Rapid Molecular Technique for Clonig of 5' Flanking Region of Potato Gene

Abstract

By conventional way, the promoter region of any gene can be obtained by screening of a huge number of overlapping recombinant clones of a genomic library with the help of a suitable nucleic acid probe. Usually, bacteriophage-based vectors are used for construction of eukaryotic genomic library. But this process of screening is laborious, time-consuming and cost-intensive. On the other hand, a number of PCR-based molecular techniques are also used to amplify DNA outside a region of known sequence. The present thesis work mainly focused on a rapid PCR-based molecular technique namely Single Specific Primer PCR (SSP-PCR) for cloning of 5’ flanking region of any gene of interest. It is one of the faster molecular techniques that can be employed for cloning of promoter region without resorting to conventional cloning procedures. As a case study we followed a cDNA sequence encoding soluble acid invertase from potato (Solanum tuberosum L.) as available in the database. For SSP-PCR, two oligonucleotide primers were designed based on this cDNA sequence where one served as single specific primer.

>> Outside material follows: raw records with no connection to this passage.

use thiserror::Error;

#[derive(Debug, Error)]
pub enum ConfigurationError {
    #[error("invalid connection file: {reason}")]
    InvalidFile { reason: String },

    #[error("connection file not found: {path}")]
    FileNotFound { path: String },

    #[error("connection config has unexpected shape: {reason}")]
    TypeMismatch { reason: String },
}
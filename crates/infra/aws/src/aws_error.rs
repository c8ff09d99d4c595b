use aws_sdk_ec2::error::{ProvideErrorMetadata, SdkError};
use quark_core::error::Error;

pub fn map_aws_error<E>(operation_name: &'static str, sdk_error: SdkError<E>) -> Error
where
    E: std::error::Error + Send + Sync + 'static + ProvideErrorMetadata,
{
    match sdk_error {
        SdkError::ServiceError(service_error) => {
            let error = service_error.into_err();
            error_for_code(
                operation_name,
                error.code().unwrap_or_default(),
                error.message().unwrap_or_default(),
            )
        }

        SdkError::TimeoutError(_) | SdkError::DispatchFailure(_) => Error::Transient {
            operation_name: operation_name.to_string(),
        },

        other => Error::Unknown {
            operation_name: operation_name.to_string(),
            detail: other.to_string(),
        },
    }
}

fn error_for_code(operation_name: &str, code: &str, message: &str) -> Error {
    match code {
        "AuthFailure" | "UnauthorizedOperation" | "InvalidClientTokenId" => Error::Authentication,
        "AccessDenied" | "AccessDeniedException" => Error::Authorization {
            operation: operation_name.to_string(),
        },
        "Throttling" | "ThrottlingException" | "RequestLimitExceeded" => Error::Quota,
        _ => Error::Unknown {
            operation_name: operation_name.to_string(),
            detail: if message.is_empty() {
                code.to_string()
            } else {
                message.to_string()
            },
        },
    }
}

#[cfg(test)]
mod tests {
    use super::*;

    #[test]
    fn auth_codes_map_to_authentication() {
        assert!(matches!(
            error_for_code("DescribeRegions", "AuthFailure", "bad key"),
            Error::Authentication
        ));
        assert!(matches!(
            error_for_code("DescribeRegions", "UnauthorizedOperation", ""),
            Error::Authentication
        ));
    }

    #[test]
    fn access_denied_names_operation() {
        let error = error_for_code("DescribeInstances", "AccessDenied", "nope");
        assert_eq!(error.to_string(), "authorization denied: DescribeInstances");
    }

    #[test]
    fn throttling_is_quota() {
        assert!(matches!(
            error_for_code("DescribeInstances", "RequestLimitExceeded", ""),
            Error::Quota
        ));
    }

    #[test]
    fn unknown_code_keeps_message() {
        let error = error_for_code("DescribeInstances", "InternalError", "try later");
        assert_eq!(
            error.to_string(),
            "unexpected error during DescribeInstances: try later"
        );

        let error = error_for_code("DescribeInstances", "InternalError", "");
        assert_eq!(
            error.to_string(),
            "unexpected error during DescribeInstances: InternalError"
        );
    }
}
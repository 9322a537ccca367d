use std::{collections::HashMap, fs, path::Path, time::Duration};

use shared::domain::BUILTIN_STYLES;
use url::Url;

use crate::error::ClientError;

pub const DEFAULT_CONFIG_FILE: &str = "emoji_client.toml";

#[derive(Debug, Clone, PartialEq, Eq)]
pub struct Settings {
    pub service_url: String,
    /// Falls back to `service_url` when unset.
    pub template_service_url: Option<String>,
    pub request_timeout_secs: u64,
    pub progress_tick_ms: u64,
    pub error_dismiss_secs: u64,
    pub builtin_styles: Vec<String>,
}

impl Default for Settings {
    fn default() -> Self {
        Self {
            service_url: "http://127.0.0.1:5000".into(),
            template_service_url: None,
            request_timeout_secs: 120,
            progress_tick_ms: 400,
            error_dismiss_secs: 5,
            builtin_styles: BUILTIN_STYLES.iter().map(|s| s.to_string()).collect(),
        }
    }
}

impl Settings {
    pub fn template_service_url(&self) -> &str {
        self.template_service_url
            .as_deref()
            .unwrap_or(&self.service_url)
    }

    pub fn request_timeout(&self) -> Duration {
        Duration::from_secs(self.request_timeout_secs)
    }

    pub fn progress_tick(&self) -> Duration {
        Duration::from_millis(self.progress_tick_ms.max(1))
    }

    pub fn error_dismiss_delay(&self) -> Duration {
        Duration::from_secs(self.error_dismiss_secs)
    }
}

/// Reads the optional TOML file, then applies environment overrides.
pub fn load_settings(path: Option<&Path>) -> Settings {
    let path = path.unwrap_or_else(|| Path::new(DEFAULT_CONFIG_FILE));
    let mut settings = Settings::default();

    if let Ok(raw) = fs::read_to_string(path) {
        match toml::from_str::<HashMap<String, String>>(&raw) {
            Ok(file_cfg) => apply_overrides(&mut settings, |key| file_cfg.get(key).cloned()),
            Err(err) => tracing::warn!(path = %path.display(), "ignoring unreadable config: {err}"),
        }
    }

    apply_overrides(&mut settings, |key| {
        std::env::var(format!("APP__{}", key.to_ascii_uppercase())).ok()
    });
    if let Ok(v) = std::env::var("EMOJI_SERVICE_URL") {
        settings.service_url = v;
    }

    settings
}

pub(crate) fn apply_overrides(settings: &mut Settings, lookup: impl Fn(&str) -> Option<String>) {
    if let Some(v) = lookup("service_url") {
        settings.service_url = v;
    }
    if let Some(v) = lookup("template_service_url") {
        settings.template_service_url = Some(v);
    }
    if let Some(v) = lookup("request_timeout_secs").and_then(|v| v.trim().parse().ok()) {
        settings.request_timeout_secs = v;
    }
    if let Some(v) = lookup("progress_tick_ms").and_then(|v| v.trim().parse().ok()) {
        settings.progress_tick_ms = v;
    }
    if let Some(v) = lookup("error_dismiss_secs").and_then(|v| v.trim().parse().ok()) {
        settings.error_dismiss_secs = v;
    }
    if let Some(v) = lookup("builtin_styles") {
        let styles: Vec<String> = v
            .split(',')
            .map(str::trim)
            .filter(|s| !s.is_empty())
            .map(str::to_string)
            .collect();
        if !styles.is_empty() {
            settings.builtin_styles = styles;
        }
    }
}

/// Trims, validates and strips the trailing slash from a service base URL.
pub fn normalize_service_url(raw: &str) -> Result<String, ClientError> {
    let trimmed = raw.trim().trim_end_matches('/');
    if trimmed.is_empty() {
        return Err(ClientError::Config("service url must not be empty".into()));
    }

    let parsed = Url::parse(trimmed)
        .map_err(|err| ClientError::Config(format!("invalid service url '{trimmed}': {err}")))?;
    if !matches!(parsed.scheme(), "http" | "https") {
        return Err(ClientError::Config(format!(
            "service url '{trimmed}' must use http or https"
        )));
    }

    Ok(trimmed.to_string())
}

/// Resolves `route` below the base URL, keeping any path prefix of the base.
pub(crate) fn endpoint(base: &str, route: &str) -> Result<Url, ClientError> {
    let base = normalize_service_url(base)?;
    Url::parse(&format!("{base}/"))
        .and_then(|url| url.join(route))
        .map_err(|err| ClientError::Config(format!("invalid endpoint '{route}': {err}")))
}

#[cfg(test)]
#[path = "tests/config_tests.rs"]
mod tests;
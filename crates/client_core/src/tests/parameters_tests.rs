use super::*;

const PROBES: [i64; 12] = [
    i64::MIN,
    -1_000,
    -1,
    0,
    1,
    9,
    10,
    11,
    99,
    100,
    101,
    i64::MAX,
];

#[test]
fn stored_values_always_fall_inside_declared_range() {
    let mut store = ParameterStore::new();
    for field in ParameterField::ALL {
        for value in PROBES {
            let stored = store.set(field, value);
            assert!(
                field.range().contains(&stored),
                "{field} stored {stored} for input {value}"
            );
            assert_eq!(store.get(field), stored);
        }
    }
}

#[test]
fn in_range_values_are_stored_verbatim() {
    let mut store = ParameterStore::new();
    assert_eq!(store.set(ParameterField::BrightenFactor, 73), 73);
    assert_eq!(store.set(ParameterField::BorderCleanupPixels, 7), 7);
    assert_eq!(store.set(ParameterField::BorderCleanupPixels, 42), 10);
    assert_eq!(store.set(ParameterField::HighCutoffPercent, -5), 0);
}

#[test]
fn reset_restores_documented_defaults() {
    let mut store = ParameterStore::new();
    for field in ParameterField::ALL {
        store.set(field, 1);
    }
    store.reset();

    let snapshot = store.snapshot();
    assert_eq!(snapshot.brighten_factor(), 50);
    assert_eq!(snapshot.darken_factor(), 50);
    assert_eq!(snapshot.low_cutoff_percent(), 30);
    assert_eq!(snapshot.high_cutoff_percent(), 20);
    assert_eq!(snapshot.border_cleanup_pixels(), 2);
    assert_eq!(snapshot, GenerationParameters::default());
}

#[test]
fn snapshot_is_detached_from_later_edits() {
    let mut store = ParameterStore::new();
    let before = store.snapshot();
    store.set(ParameterField::DarkenFactor, 90);

    assert_eq!(before.darken_factor(), 50);
    assert_eq!(store.snapshot().darken_factor(), 90);
}

#[test]
fn entries_cover_every_wire_field_in_order() {
    let names: Vec<&str> = GenerationParameters::default()
        .entries()
        .iter()
        .map(|(field, _)| field.wire_name())
        .collect();
    assert_eq!(
        names,
        vec![
            "brighten_factor",
            "darken_factor",
            "low_cutoff_percent",
            "high_cutoff_percent",
            "border_cleanup_pixels",
        ]
    );
}

#[test]
fn parses_wire_names_and_short_aliases() {
    assert_eq!(
        "border-cleanup".parse::<ParameterField>(),
        Ok(ParameterField::BorderCleanupPixels)
    );
    assert_eq!(
        "LOW_CUTOFF_PERCENT".parse::<ParameterField>(),
        Ok(ParameterField::LowCutoffPercent)
    );
    assert!("saturation".parse::<ParameterField>().is_err());
}
use std::{
    path::{Path, PathBuf},
    sync::Arc,
};

use anyhow::{anyhow, bail, Context, Result};
use async_trait::async_trait;
use clap::{Args, Parser, Subcommand};
use client_core::{
    load_settings, DeleteConfirmation, Intent, ParameterField, PhotoCandidate, SessionController,
    SessionEvent, TemplateImage,
};
use tokio::{
    io::{AsyncBufReadExt, AsyncWriteExt, BufReader},
    sync::mpsc,
};
use tracing::{info, warn};
use tracing_subscriber::EnvFilter;

#[derive(Parser, Debug)]
#[command(about = "Turn a portrait photo into a styled emoji")]
struct Cli {
    /// TOML settings file; APP__* environment variables override it.
    #[arg(long, global = true)]
    config: Option<PathBuf>,
    #[command(subcommand)]
    command: Command,
}

#[derive(Subcommand, Debug)]
enum Command {
    /// Upload a photo and save the generated emoji.
    Generate(GenerateArgs),
    /// Manage custom style templates.
    #[command(subcommand)]
    Templates(TemplateCommand),
}

#[derive(Args, Debug)]
struct GenerateArgs {
    #[arg(long)]
    photo: PathBuf,
    #[arg(long)]
    style: Option<String>,
    /// Processing parameter as `name=value`, e.g. `brighten=70`. Repeatable.
    #[arg(long = "param", value_parser = parse_param)]
    params: Vec<(ParameterField, i64)>,
    /// Output file; defaults to a timestamped name in the working directory.
    #[arg(long)]
    output: Option<PathBuf>,
}

#[derive(Subcommand, Debug)]
enum TemplateCommand {
    List,
    Create {
        #[arg(long)]
        name: String,
        #[arg(long)]
        description: Option<String>,
        #[arg(long)]
        image: PathBuf,
    },
    Update {
        #[arg(long)]
        name: String,
        #[arg(long)]
        description: Option<String>,
        #[arg(long)]
        image: Option<PathBuf>,
    },
    Delete {
        #[arg(long)]
        name: String,
        /// Skip the confirmation prompt.
        #[arg(long)]
        yes: bool,
    },
}

fn parse_param(raw: &str) -> Result<(ParameterField, i64), String> {
    let (name, value) = raw
        .split_once('=')
        .ok_or_else(|| format!("expected name=value, got '{raw}'"))?;
    let field = name.parse::<ParameterField>()?;
    let value = value
        .trim()
        .parse::<i64>()
        .map_err(|err| format!("invalid value for {field}: {err}"))?;
    Ok((field, value))
}

struct PromptConfirmation {
    assume_yes: bool,
}

#[async_trait]
impl DeleteConfirmation for PromptConfirmation {
    async fn confirm_delete(&self, style_name: &str) -> bool {
        if self.assume_yes {
            return true;
        }
        let mut stdout = tokio::io::stdout();
        let prompt = format!("Delete template '{style_name}'? [y/N] ");
        if stdout.write_all(prompt.as_bytes()).await.is_err() || stdout.flush().await.is_err() {
            return false;
        }
        let mut answer = String::new();
        match BufReader::new(tokio::io::stdin()).read_line(&mut answer).await {
            Ok(_) => matches!(answer.trim().to_ascii_lowercase().as_str(), "y" | "yes"),
            Err(err) => {
                warn!("failed to read confirmation: {err}");
                false
            }
        }
    }
}

async fn read_candidate(path: &Path) -> Result<(String, String, Vec<u8>)> {
    let bytes = tokio::fs::read(path)
        .await
        .with_context(|| format!("failed to read {}", path.display()))?;
    let filename = path
        .file_name()
        .map(|name| name.to_string_lossy().into_owned())
        .unwrap_or_else(|| "upload".to_string());
    let mime = mime_guess::from_path(path)
        .first_or_octet_stream()
        .essence_str()
        .to_string();
    Ok((filename, mime, bytes))
}

async fn generate(mut controller: SessionController, args: GenerateArgs) -> Result<()> {
    if args.style.is_some() {
        // Builtin styles still work without the catalogue.
        if let Err(err) = controller.dispatch(Intent::LoadTemplates).await {
            warn!("{err}");
        }
    }
    let mut events = controller.subscribe_events();
    let (intents, rx) = mpsc::channel(16);
    let session = tokio::spawn(controller.run(rx));

    let (filename, mime, bytes) = read_candidate(&args.photo).await?;
    intents
        .send(Intent::StagePhoto(PhotoCandidate::new(filename, mime, bytes)))
        .await?;
    for (field, value) in args.params {
        intents.send(Intent::SetParameter { field, value }).await?;
    }
    if let Some(style) = args.style {
        intents.send(Intent::SelectStyle(style)).await?;
    }
    intents.send(Intent::Generate).await?;

    let outcome = loop {
        match events.recv().await {
            Ok(SessionEvent::Progress(update)) => {
                eprintln!("{:>3}% {}", update.percent, update.phase.label());
            }
            Ok(SessionEvent::GenerationFinished {
                style_name,
                width,
                height,
                elapsed,
            }) => {
                info!(%style_name, width, height, elapsed_ms = elapsed.as_millis() as u64, "emoji ready");
                break Ok(());
            }
            Ok(SessionEvent::GenerationFailed { message, .. }) => break Err(anyhow!(message)),
            Ok(SessionEvent::Error(message)) => break Err(anyhow!(message)),
            Ok(_) => {}
            Err(err) => break Err(anyhow!("session ended unexpectedly: {err}")),
        }
    };

    drop(intents);
    let controller = session.await.context("session task failed")?;
    outcome?;

    let result = controller
        .current_result()
        .ok_or_else(|| anyhow!("no result was produced"))?;
    let output = args
        .output
        .unwrap_or_else(|| PathBuf::from(result.suggested_filename()));
    tokio::fs::write(&output, &result.image)
        .await
        .with_context(|| format!("failed to write {}", output.display()))?;
    println!(
        "Saved {}x{} {} emoji to {} ({} bytes, {:.1}s)",
        result.width,
        result.height,
        result.style_name,
        output.display(),
        result.encoded_size,
        result.elapsed.as_secs_f32()
    );
    Ok(())
}

async fn template_image(path: &Path) -> Result<TemplateImage> {
    let (filename, mime, bytes) = read_candidate(path).await?;
    Ok(TemplateImage::new(filename, mime, bytes))
}

async fn templates(mut controller: SessionController, command: TemplateCommand) -> Result<()> {
    controller.dispatch(Intent::LoadTemplates).await?;
    match command {
        TemplateCommand::List => {
            println!("builtin: {}", controller.builtin_styles().join(", "));
            let custom = controller.templates();
            if custom.is_empty() {
                println!("no custom templates");
            }
            for template in custom {
                match template.description {
                    Some(description) if !description.is_empty() => {
                        println!("{}  {}  ({})", template.name, template.image_ref, description)
                    }
                    _ => println!("{}  {}", template.name, template.image_ref),
                }
            }
        }
        TemplateCommand::Create {
            name,
            description,
            image,
        } => {
            let image = template_image(&image).await?;
            controller
                .dispatch(Intent::CreateTemplate {
                    name: name.clone(),
                    description,
                    image,
                })
                .await?;
            println!("created template '{}'", name.trim());
        }
        TemplateCommand::Update {
            name,
            description,
            image,
        } => {
            if description.is_none() && image.is_none() {
                bail!("nothing to update; pass --description and/or --image");
            }
            let image = match image {
                Some(path) => Some(template_image(&path).await?),
                None => None,
            };
            controller
                .dispatch(Intent::UpdateTemplate {
                    name: name.clone(),
                    description,
                    image,
                })
                .await?;
            println!("updated template '{}'", name.trim());
        }
        TemplateCommand::Delete { name, .. } => {
            let before = controller.templates().len();
            controller
                .dispatch(Intent::DeleteTemplate { name: name.clone() })
                .await?;
            if controller.templates().len() < before {
                println!("deleted template '{}'", name.trim());
            } else {
                println!("kept template '{}'", name.trim());
            }
        }
    }
    Ok(())
}

#[tokio::main]
async fn main() -> Result<()> {
    tracing_subscriber::fmt()
        .with_env_filter(EnvFilter::try_from_default_env().unwrap_or_else(|_| EnvFilter::new("info")))
        .with_writer(std::io::stderr)
        .init();
    let cli = Cli::parse();

    let settings = load_settings(cli.config.as_deref());
    let assume_yes = matches!(cli.command, Command::Templates(TemplateCommand::Delete { yes: true, .. }));
    let controller =
        SessionController::connect(&settings, Arc::new(PromptConfirmation { assume_yes }))?;
    info!(session_id = %controller.id(), service = %settings.service_url, "session started");

    match cli.command {
        Command::Generate(args) => generate(controller, args).await,
        Command::Templates(command) => templates(controller, command).await,
    }
}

Similarly pUC19 vector-based forward and reverse primers were also designed. Two primer pairs were employed keeping the single specific primer as common along with one vector-specific primer. Partially digested (using EcoRI enzyme) overlapping potato DNA fragments ligated into pUC19 vector were used as template. The size of the amplicon was approx. 1.0 kb. This amplicon was further processed & cloned into the SmaI site of pUC19 vector. A few recombinant plasmids were obtained which were characterized further through restriction analysis as well as PCR technique using internal gene-specific primer. The genomic inserts correspond to the 5’ flanking region of the soluble acid invertase gene as supported by the above results that can be confirmed further by sequencing only. Similarly, Sau3AI digested potato DNA fragments were used in the SSP-PCR as mentioned above. Few clones were also obtained that are yet to be characterized. The molecular technique SSP-PCR appears to be quite promising as experienced from the present study.